Molyneux Elizabeth, Scanlan Trish, Chagaluka George, Renner Lorna
College of Medicine, Blantyre, Malawi.
Muhimbhili Hospital, Dar es Salaam, Tanzania.
Br J Haematol. 2017 Jun;177(6):971-978. doi: 10.1111/bjh.14617.
Cancer is increasingly important in low and middle-income settings where infectious diseases are declining. Childhood cancers treated in well-resourced centres have excellent outcomes with more than 80% survival.
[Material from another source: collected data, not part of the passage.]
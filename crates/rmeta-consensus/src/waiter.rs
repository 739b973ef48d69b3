use std::sync::Arc;
use std::time::Duration;

use tokio::task::JoinHandle;

use rmeta_types::{CommandKind, MetaError, MetaResponse, Proposal};

use crate::ReplicatedLog;

/// What happens to the helper task when a caller's deadline expires first.
///
/// Either way the entry may already be in the log and will still apply;
/// only the helper's fate differs.
#[derive(Debug, Clone, Copy, Default, PartialEq, Eq, serde::Deserialize)]
#[serde(rename_all = "lowercase")]
pub enum OnTimeout {
    /// Cancel the helper. Nobody waits for the entry any longer.
    #[default]
    Abort,
    /// Let the helper run to completion and drop its result.
    Detach,
}

/// Turns a proposal into a blocking, exactly-matched call.
pub struct ApplyWaiter<L> {
    log: Arc<L>,
    default_deadline: Duration,
    on_timeout: OnTimeout,
}

impl<L: ReplicatedLog> ApplyWaiter<L> {
    pub const DEFAULT_DEADLINE: Duration = Duration::from_secs(3);

    pub fn new(log: Arc<L>) -> Self {
        ApplyWaiter {
            log,
            default_deadline: Self::DEFAULT_DEADLINE,
            on_timeout: OnTimeout::default(),
        }
    }

    pub fn with_deadline(mut self, deadline: Duration) -> Self {
        self.default_deadline = deadline;
        self
    }

    pub fn with_on_timeout(mut self, on_timeout: OnTimeout) -> Self {
        self.on_timeout = on_timeout;
        self
    }

    pub fn default_deadline(&self) -> Duration {
        self.default_deadline
    }

    /// Start proposing on a helper task and hand back the call to wait on.
    pub fn submit(&self, proposal: Proposal) -> PendingCall {
        let log = self.log.clone();
        let kind = proposal.kind();
        let handle = tokio::spawn(async move { log.propose(proposal).await });
        PendingCall { kind, handle, on_timeout: self.on_timeout }
    }

    /// `deadline` overrides the waiter's default for this call only.
    pub async fn submit_and_wait(
        &self,
        proposal: Proposal,
        deadline: Option<Duration>,
    ) -> Result<MetaResponse, MetaError> {
        self.submit(proposal)
            .wait(deadline.unwrap_or(self.default_deadline))
            .await
    }
}

/// One in-flight proposal, owned by exactly one caller and resolved once.
///
/// Under [`OnTimeout::Abort`] the helper is cancelled when this handle is
/// dropped unresolved, which covers both a timed-out `wait` and a caller
/// that goes away mid-wait.
#[must_use = "a PendingCall does nothing unless waited on"]
pub struct PendingCall {
    kind: CommandKind,
    handle: JoinHandle<Result<MetaResponse, MetaError>>,
    on_timeout: OnTimeout,
}

impl PendingCall {
    pub fn kind(&self) -> CommandKind {
        self.kind
    }

    /// Wait for the result. On deadline expiry the outcome is unknown: the
    /// command may still commit and apply.
    pub async fn wait(mut self, deadline: Duration) -> Result<MetaResponse, MetaError> {
        match tokio::time::timeout(deadline, &mut self.handle).await {
            Ok(Ok(result)) => result,
            Ok(Err(e)) => Err(MetaError::Internal(format!("{} helper task failed: {e}", self.kind))),
            Err(_) => {
                tracing::warn!(
                    kind = %self.kind,
                    ?deadline,
                    on_timeout = ?self.on_timeout,
                    "gave up waiting for apply; outcome unknown"
                );
                Err(MetaError::TimedOut(deadline))
            }
        }
    }
}

impl Drop for PendingCall {
    fn drop(&mut self) {
        if self.on_timeout == OnTimeout::Abort {
            self.handle.abort();
        }
    }
}

#[cfg(test)]
mod tests {
    use std::sync::atomic::{AtomicUsize, Ordering};
    use std::time::Instant;

    use tokio::sync::mpsc;

    use rmeta_storage::mem::MemLogStorage;
    use rmeta_storage::{MemStateMachine, StateMachineStore};
    use rmeta_types::command::{CreateDatabase, CreateDataNode};
    use rmeta_types::{ApplyError, Command, LogIndex, NodeId};

    use super::*;
    use crate::{LocalLog, LocalLogConfig};

    /// Log whose proposals take `delay` and count how many ran to the end.
    struct SlowLog {
        delay: Duration,
        completed: AtomicUsize,
    }

    impl SlowLog {
        fn new(delay: Duration) -> Arc<Self> {
            Arc::new(SlowLog { delay, completed: AtomicUsize::new(0) })
        }
    }

    impl ReplicatedLog for SlowLog {
        fn node_id(&self) -> NodeId {
            1
        }

        async fn propose(&self, _proposal: Proposal) -> Result<MetaResponse, MetaError> {
            tokio::time::sleep(self.delay).await;
            self.completed.fetch_add(1, Ordering::SeqCst);
            Ok(MetaResponse::Empty)
        }

        async fn read_index(&self) -> Result<LogIndex, MetaError> {
            Ok(0)
        }

        async fn wait_applied(&self, _index: LogIndex) -> Result<(), MetaError> {
            Ok(())
        }

        fn applied_index(&self) -> LogIndex {
            0
        }
    }

    fn create_db(name: &str) -> Proposal {
        Proposal::encode(&Command::CreateDatabase(CreateDatabase { name: name.into() })).unwrap()
    }

    async fn local_log() -> Arc<LocalLog<MemLogStorage, MemStateMachine>> {
        let config = LocalLogConfig { node_id: 1, snapshot_threshold: 0 };
        Arc::new(LocalLog::start(config, MemLogStorage::new(), MemStateMachine::default()).await.unwrap())
    }

    #[tokio::test(flavor = "multi_thread")]
    async fn concurrent_callers_get_their_own_results() {
        let waiter = Arc::new(ApplyWaiter::new(local_log().await));

        let (send, mut recv) = mpsc::unbounded_channel();
        for n in 0..100u32 {
            let send_clone = send.clone();
            let waiter_clone = waiter.clone();
            tokio::spawn(async move {
                tokio::time::sleep(Duration::from_millis(rand::random::<u64>() % 20)).await;
                let cmd = Command::CreateDataNode(CreateDataNode {
                    http_addr: format!("h{n}:8086"),
                    tcp_addr: format!("h{n}:8088"),
                });
                let resp = waiter_clone
                    .submit_and_wait(Proposal::encode(&cmd).unwrap(), None)
                    .await
                    .unwrap();
                let _ = send_clone.send((n, resp));
            });
        }

        drop(send);
        let mut ids = Vec::new();
        while let Some((n, resp)) = recv.recv().await {
            let MetaResponse::Node(node) = resp else { panic!("unexpected {resp:?}") };
            assert_eq!(node.tcp_addr, format!("h{n}:8088"));
            ids.push(node.id);
        }
        ids.sort_unstable();
        assert_eq!(ids, (1..=100).collect::<Vec<NodeId>>());
    }

    #[tokio::test]
    async fn identical_proposals_are_not_deduplicated() {
        let log = local_log().await;
        let waiter = ApplyWaiter::new(log.clone());

        waiter.submit_and_wait(create_db("dup"), None).await.unwrap();
        let err = waiter.submit_and_wait(create_db("dup"), None).await.unwrap_err();
        assert!(matches!(err, MetaError::Apply(ApplyError::DatabaseExists(_))));
        // Both entries went through the log.
        assert_eq!(log.applied_index(), 2);
        assert_eq!(log.state().last_applied().await.unwrap(), 2);
    }

    #[tokio::test]
    async fn wait_is_bounded_by_the_deadline() {
        let waiter = ApplyWaiter::new(SlowLog::new(Duration::from_secs(30)));
        let started = Instant::now();
        let err = waiter
            .submit_and_wait(create_db("db"), Some(Duration::from_millis(50)))
            .await
            .unwrap_err();
        assert!(matches!(err, MetaError::TimedOut(d) if d == Duration::from_millis(50)));
        assert!(!err.is_rejection());
        assert!(started.elapsed() < Duration::from_secs(5));
    }

    #[tokio::test]
    async fn abort_cancels_the_helper_on_timeout() {
        let log = SlowLog::new(Duration::from_millis(100));
        let waiter = ApplyWaiter::new(log.clone()).with_on_timeout(OnTimeout::Abort);
        let err = waiter.submit_and_wait(create_db("db"), Some(Duration::from_millis(10))).await;
        assert!(matches!(err, Err(MetaError::TimedOut(_))));

        tokio::time::sleep(Duration::from_millis(300)).await;
        assert_eq!(log.completed.load(Ordering::SeqCst), 0);
    }

    #[tokio::test]
    async fn detach_lets_the_helper_finish() {
        let log = SlowLog::new(Duration::from_millis(100));
        let waiter = ApplyWaiter::new(log.clone()).with_on_timeout(OnTimeout::Detach);
        let err = waiter.submit_and_wait(create_db("db"), Some(Duration::from_millis(10))).await;
        assert!(matches!(err, Err(MetaError::TimedOut(_))));

        tokio::time::sleep(Duration::from_millis(300)).await;
        assert_eq!(log.completed.load(Ordering::SeqCst), 1);
    }

    #[tokio::test]
    async fn aborted_call_still_applies() {
        let log = local_log().await;
        let waiter = ApplyWaiter::new(log.clone());

        let call = waiter.submit(create_db("db"));
        assert_eq!(call.kind(), CommandKind::CreateDatabase);
        drop(call);

        // Whether the helper got as far as appending is a race; whatever was
        // appended is applied and a fresh call sees consistent state.
        let resp = waiter.submit_and_wait(create_db("other"), None).await.unwrap();
        assert!(matches!(resp, MetaResponse::Database(_)));
        assert!(log.state().data().await.unwrap().database("other").is_some());
    }

    #[tokio::test]
    async fn rejection_is_reported_without_waiting() {
        let log = local_log().await;
        log.step_down();
        let waiter = ApplyWaiter::new(log.clone());

        let started = Instant::now();
        let err = waiter.submit_and_wait(create_db("db"), None).await.unwrap_err();
        assert!(err.is_rejection());
        assert!(started.elapsed() < ApplyWaiter::<LocalLog<MemLogStorage, MemStateMachine>>::DEFAULT_DEADLINE);
    }

    #[test]
    fn default_deadline_is_three_seconds() {
        let waiter = ApplyWaiter::new(SlowLog::new(Duration::ZERO));
        assert_eq!(waiter.default_deadline(), Duration::from_secs(3));
        let waiter = waiter.with_deadline(Duration::from_millis(500));
        assert_eq!(waiter.default_deadline(), Duration::from_millis(500));
    }
}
This success is not reflected in low-income settings where challenges involve every step on the care pathway. Access to diagnosis, delayed presentation, advanced disease, co-morbidities and underlying malnutrition make treatment difficult. Treatments are costly for impoverished families. Yet, the common haematological malignancies (Burkitt lymphoma, Hodgkin lymphoma, non Hodgkin lymphoma) are relatively easy to diagnose and, when managed with simple chemotherapy protocols, give limited but good results. As funding becomes available for cancer research we must ensure that the care and cure of these children is top of the agenda. There is already evidence of improved outcomes in middle-income countries. For others there is a long journey ahead.
在传染病发病率不断下降的低收入和中等收入地区,癌症正变得越来越重要。在资源丰富的中心接受治疗的儿童癌症患者预后良好,生存率超过80%。然而,在低收入地区,这种成功并未得到体现,因为在护理过程的每一步都面临挑战。获得诊断的机会、就诊延迟、疾病进展、合并症以及潜在的营养不良都使得治疗变得困难。对于贫困家庭来说,治疗费用高昂。然而,常见的血液系统恶性肿瘤(伯基特淋巴瘤、霍奇金淋巴瘤、非霍奇金淋巴瘤)相对容易诊断,并且采用简单的化疗方案进行治疗时,虽效果有限但也不错。随着癌症研究资金的到位,我们必须确保这些儿童的护理和治愈是首要议程。在中等收入国家已经有证据表明治疗效果有所改善。而对于其他国家来说,还有很长的路要走。